Wednesday: I got a call that Lisa was sick. My backup babysitters (my parents) were obviously not available and I had two meetings that I could not blow off. Homer was unavailable as he was at a banquet receiving an award. I picked up Lisa, waited impatiently for Homer to get home and practically flew back to work and went straight into a meeting. After spending about an hour on the phone that evening with my sister, father and aunt discussing my mom, I got to work on the costumes. At 11:30 I called it quits because I was exhausted.

Thursday: Lisa is fine and back at school. Another late night working on the costumes. I also baked cupcakes and a cake for Maggie’s birthday, put together the loot bags for her party on Saturday and made Rice Krispie Squares for the kids to share with their classes at the Halloween party at school.

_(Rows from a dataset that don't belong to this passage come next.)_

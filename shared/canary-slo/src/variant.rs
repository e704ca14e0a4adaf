//! Named deployment presets

use canary_core::CanaryError;
use serde::Serialize;
use std::fmt;
use std::str::FromStr;

use crate::config::SloOptions;

/// Preset selecting a known combination of simulation options.
#[derive(Debug, Clone, Copy, PartialEq, Eq, Serialize)]
#[serde(rename_all = "lowercase")]
pub enum DeploymentVariant {
    Stable,
    /// Elevated errors and latency; `bad` is accepted as an alias.
    Degraded,
    Latency,
    Chaos,
}

impl DeploymentVariant {
    pub const ALL: [DeploymentVariant; 4] = [Self::Stable, Self::Degraded, Self::Latency, Self::Chaos];

    pub fn as_str(&self) -> &'static str {
        match self {
            Self::Stable => "stable",
            Self::Degraded => "degraded",
            Self::Latency => "latency",
            Self::Chaos => "chaos",
        }
    }

    pub fn options(&self) -> SloOptions {
        match self {
            Self::Stable => SloOptions::default(),
            Self::Degraded => SloOptions {
                sim_bad: true,
                error_rate: 0.2,
                latency_simulation: true,
                max_latency: 2.0,
                outage_simulation: false,
            },
            Self::Latency => SloOptions {
                sim_bad: true,
                error_rate: 0.0,
                latency_simulation: true,
                max_latency: 3.0,
                outage_simulation: false,
            },
            Self::Chaos => SloOptions {
                sim_bad: true,
                error_rate: 0.5,
                latency_simulation: true,
                max_latency: 5.0,
                outage_simulation: true,
            },
        }
    }
}

impl fmt::Display for DeploymentVariant {
    fn fmt(&self, f: &mut fmt::Formatter<'_>) -> fmt::Result {
        f.write_str(self.as_str())
    }
}

impl FromStr for DeploymentVariant {
    type Err = CanaryError;

    fn from_str(s: &str) -> Result<Self, Self::Err> {
        match s.trim().to_ascii_lowercase().as_str() {
            "stable" => Ok(Self::Stable),
            "degraded" | "bad" => Ok(Self::Degraded),
            "latency" => Ok(Self::Latency),
            "chaos" => Ok(Self::Chaos),
            other => Err(CanaryError::Config(format!(
                "Unknown DEPLOYMENT_VARIANT {:?} (expected stable, degraded, bad, latency or chaos)",
                other
            ))),
        }
    }
}
//! SLO simulation configuration
//!
//! [`SloOptions`] is the raw operator input. [`SloConfig`] is the validated,
//! immutable policy the simulator consumes. Construction never fails:
//! numeric options outside their domain are clamped, and
//! [`SloOptions::out_of_range`] reports exactly which fields were adjusted.

use canary_core::env::{self, EnvLookup};
use canary_core::Result;
use serde::Serialize;
use std::fmt;
use tracing::warn;

use crate::outcome::Attributes;
use crate::variant::DeploymentVariant;

/// `error_rate` at or above this marks a deployment as chaotic.
const CHAOS_ERROR_RATE: f64 = 0.5;
/// `max_latency` (seconds) at or above this marks a deployment as chaotic.
const CHAOS_MAX_LATENCY: f64 = 5.0;

/// Raw simulation options, as named by the operator-facing configuration.
#[derive(Debug, Clone, Copy, PartialEq, Serialize)]
pub struct SloOptions {
    pub sim_bad: bool,
    pub error_rate: f64,
    pub latency_simulation: bool,
    pub max_latency: f64,
    pub outage_simulation: bool,
}

impl Default for SloOptions {
    fn default() -> Self {
        Self {
            sim_bad: false,
            error_rate: 0.2,
            latency_simulation: false,
            max_latency: 2.0,
            outage_simulation: false,
        }
    }
}

/// A numeric option that was moved into its domain.
#[derive(Debug, Clone, Copy, PartialEq)]
pub struct ClampedField {
    pub field: &'static str,
    pub requested: f64,
    pub applied: f64,
}

impl SloOptions {
    /// Read options from the environment. `DEPLOYMENT_VARIANT` picks the base
    /// preset; each individually set variable overrides it.
    pub fn from_lookup(lookup: EnvLookup<'_>) -> Result<Self> {
        let mut options = match lookup("DEPLOYMENT_VARIANT") {
            Some(name) => name.parse::<DeploymentVariant>()?.options(),
            None => Self::default(),
        };

        if let Some(v) = env::bool_var(lookup, "SIM_BAD")? {
            options.sim_bad = v;
        }
        if let Some(v) = env::f64_var(lookup, "ERROR_RATE")? {
            options.error_rate = v;
        }
        if let Some(v) = env::bool_var(lookup, "LATENCY_SIMULATION")? {
            options.latency_simulation = v;
        }
        if let Some(v) = env::f64_var(lookup, "MAX_LATENCY")? {
            options.max_latency = v;
        }
        if let Some(v) = env::bool_var(lookup, "OUTAGE_SIMULATION")? {
            options.outage_simulation = v;
        }

        Ok(options)
    }

    /// Fields that [`SloConfig::new`] will clamp, with the value it will use.
    /// NaN always counts as clamped; `-0.0` does not.
    pub fn out_of_range(&self) -> Vec<ClampedField> {
        let mut clamped = Vec::new();
        let error_rate = clamp_error_rate(self.error_rate);
        if error_rate != self.error_rate {
            clamped.push(ClampedField {
                field: "error_rate",
                requested: self.error_rate,
                applied: error_rate,
            });
        }
        let max_latency = clamp_max_latency(self.max_latency);
        if max_latency != self.max_latency {
            clamped.push(ClampedField {
                field: "max_latency",
                requested: self.max_latency,
                applied: max_latency,
            });
        }
        clamped
    }
}

/// `[0, 1]`; NaN maps to 0.
fn clamp_error_rate(v: f64) -> f64 {
    if v > 0.0 {
        v.min(1.0)
    } else {
        0.0
    }
}

/// `[0, f64::MAX]`; NaN maps to 0 and infinity to the largest finite value.
fn clamp_max_latency(v: f64) -> f64 {
    if v > 0.0 {
        v.min(f64::MAX)
    } else {
        0.0
    }
}

/// Informational label for a configuration. Never consulted by the simulator.
#[derive(Debug, Clone, Copy, PartialEq, Eq, Serialize)]
#[serde(rename_all = "lowercase")]
pub enum DeploymentType {
    Stable,
    Degraded,
    Chaos,
    Custom,
}

impl DeploymentType {
    pub fn as_str(&self) -> &'static str {
        match self {
            Self::Stable => "stable",
            Self::Degraded => "degraded",
            Self::Chaos => "chaos",
            Self::Custom => "custom",
        }
    }
}

impl fmt::Display for DeploymentType {
    fn fmt(&self, f: &mut fmt::Formatter<'_>) -> fmt::Result {
        f.write_str(self.as_str())
    }
}

/// Validated simulation policy.
#[derive(Debug, Clone, PartialEq, Serialize)]
pub struct SloConfig {
    #[serde(rename = "sim_bad")]
    simulation_enabled: bool,
    error_rate: f64,
    #[serde(rename = "latency_simulation")]
    latency_simulation_enabled: bool,
    #[serde(rename = "max_latency")]
    max_latency_seconds: f64,
    #[serde(rename = "outage_simulation")]
    outage_simulation_enabled: bool,
}

impl Default for SloConfig {
    fn default() -> Self {
        Self::new(SloOptions::default())
    }
}

impl SloConfig {
    pub fn new(options: SloOptions) -> Self {
        Self {
            simulation_enabled: options.sim_bad,
            error_rate: clamp_error_rate(options.error_rate),
            latency_simulation_enabled: options.latency_simulation,
            max_latency_seconds: clamp_max_latency(options.max_latency),
            outage_simulation_enabled: options.outage_simulation,
        }
    }

    pub fn from_env() -> Result<Self> {
        Self::from_lookup(&env::process_env)
    }

    /// Load from the environment, logging every clamped field.
    pub fn from_lookup(lookup: EnvLookup<'_>) -> Result<Self> {
        let options = SloOptions::from_lookup(lookup)?;
        for clamped in options.out_of_range() {
            warn!(
                field = clamped.field,
                requested = clamped.requested,
                applied = clamped.applied,
                "SLO option out of range, clamped"
            );
        }
        Ok(Self::new(options))
    }

    pub fn simulation_enabled(&self) -> bool {
        self.simulation_enabled
    }

    pub fn error_rate(&self) -> f64 {
        self.error_rate
    }

    pub fn latency_simulation_enabled(&self) -> bool {
        self.latency_simulation_enabled
    }

    pub fn max_latency_seconds(&self) -> f64 {
        self.max_latency_seconds
    }

    pub fn outage_simulation_enabled(&self) -> bool {
        self.outage_simulation_enabled
    }

    /// The effective options; feeding them back into [`SloConfig::new`]
    /// yields an identical config.
    pub fn options(&self) -> SloOptions {
        SloOptions {
            sim_bad: self.simulation_enabled,
            error_rate: self.error_rate,
            latency_simulation: self.latency_simulation_enabled,
            max_latency: self.max_latency_seconds,
            outage_simulation: self.outage_simulation_enabled,
        }
    }

    pub fn deployment_type(&self) -> DeploymentType {
        let latency_active = self.latency_simulation_enabled && self.max_latency_seconds > 0.0;

        if !self.simulation_enabled || (self.error_rate == 0.0 && !latency_active) {
            return DeploymentType::Stable;
        }

        let extreme_errors = self.error_rate >= CHAOS_ERROR_RATE;
        let extreme_latency = latency_active && self.max_latency_seconds >= CHAOS_MAX_LATENCY;

        if self.outage_simulation_enabled && (extreme_errors || extreme_latency) {
            DeploymentType::Chaos
        } else if !self.outage_simulation_enabled && !extreme_errors && !extreme_latency {
            DeploymentType::Degraded
        } else {
            DeploymentType::Custom
        }
    }

    /// Config snapshot as flat span attributes.
    pub fn attributes(&self) -> Attributes {
        let mut attrs = Attributes::new();
        attrs.insert("slo.sim_bad", self.simulation_enabled.into());
        attrs.insert("slo.error_rate", self.error_rate.into());
        attrs.insert("slo.latency_simulation", self.latency_simulation_enabled.into());
        attrs.insert("slo.max_latency", self.max_latency_seconds.into());
        attrs.insert("slo.outage_simulation", self.outage_simulation_enabled.into());
        attrs.insert("slo.deployment_type", self.deployment_type().as_str().into());
        attrs
    }
}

Friday: Maggie turns 5! I took the day off work and spent the morning with my little peanut. We had a donut and coffee/hot chocolate, went shopping for some birthday clothes, quickly changed her into her costume and then went out for lunch. I dropped Maggie off at school and then hung around so I could help the other two with their costumes. I watched the Halloween parade, then came home to frost her birthday cake. Went back for the kids and helped them out of their costumes. We carved three pumpkins, then changed into nice clothes for dinner at a restaurant. After dinner we went on a pumpkin hike (a hike through the woods in the dark with only jack-o-lanterns lighting the way). Back at home we sang Happy Birthday, ate cake and sent the kids off to bed. I tried to make Maggie her castle cake (I totally cheated by making is castle-ish, but the birthday girl was happy, so that's all that counts).
Castle(ish) Cupcakes

Meow Birthday Girl!

Saturday: The girls had their dance classes until 11:30 and Maggie’s party started at 12:00. At 2:00 the party was over and we rushed home to get in costume (again) for my niece’s birthday party (she’s 2!) We were home by 9:00 and the kids went straight to bed.
My adorable and adored niece

Sunday: I woke up and did 5 loads of wash. I made breakfast for the kids and then headed out to the grocery store. After putting the groceries away, I took the wet clothes to the Laundromat (our dryer is broken). I came home and drove Lisa to a birthday party. While she was at the party, the rest of us tried to put the house back together after a very busy week. I picked Lisa up, then prepared our traditional Halloween meal of Mummy Dogs, French fries and salad. We got the kids in costume for a final time and then went out in the freezing cold night to beg for candy from strangers.

Everyone in costume - looking a little more plump than usual, thanks to lots of warm layers

So, illness, birthdays and Halloween totally shaped my week last week. I’m more than a little tired and overwhelmed, but I’m so relieved that everyone is doing well and a good time was had by all.